- **Work item**
Each of the entries below needs to be given again exactly.

(Entries shown begins)

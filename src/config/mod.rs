//! Configuration module for Pagelens
//!
//! This module handles loading, parsing, and validating TOML configuration
//! files. All fields have defaults, so callers may also construct
//! [`Config::default`] directly and skip the file entirely.
//!
//! # Example
//!
//! ```no_run
//! use pagelens::config::load_config;
//! use std::path::Path;
//!
//! let config = load_config(Path::new("config.toml")).unwrap();
//! println!("Fetch timeout: {}ms", config.fetch.timeout_ms);
//! ```

mod parser;
mod types;
mod validation;

// Re-export types
pub use types::{Config, FetchConfig, LimitsConfig, DEFAULT_USER_AGENT};

// Re-export parser functions
pub use parser::{compute_config_hash, load_config, load_config_with_hash};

(Entries shown ends)

- **Problem solution**
filename src/config/mod.rs
//! Configuration module for Pagelens
//!
//! This module handles loading, parsing, and validating TOML configuration
//! files. All fields have defaults, so callers may also construct
//! [`Config::default`] directly and skip the file entirely.
//!
//! # Example
//!
//! ```no_run
//! use pagelens::config::load_config;
//! use std::path::Path;
//!
//! let config = load_config(Path::new("config.toml")).unwrap();
//! println!("Fetch timeout: {}ms", config.fetch.timeout_ms);
//! ```

mod parser;
mod types;
mod validation;

// Re-export types
pub use types::{Config, FetchConfig, LimitsConfig, DEFAULT_USER_AGENT};

// Re-export parser functions
pub use parser::{compute_config_hash, load_config, load_config_with_hash};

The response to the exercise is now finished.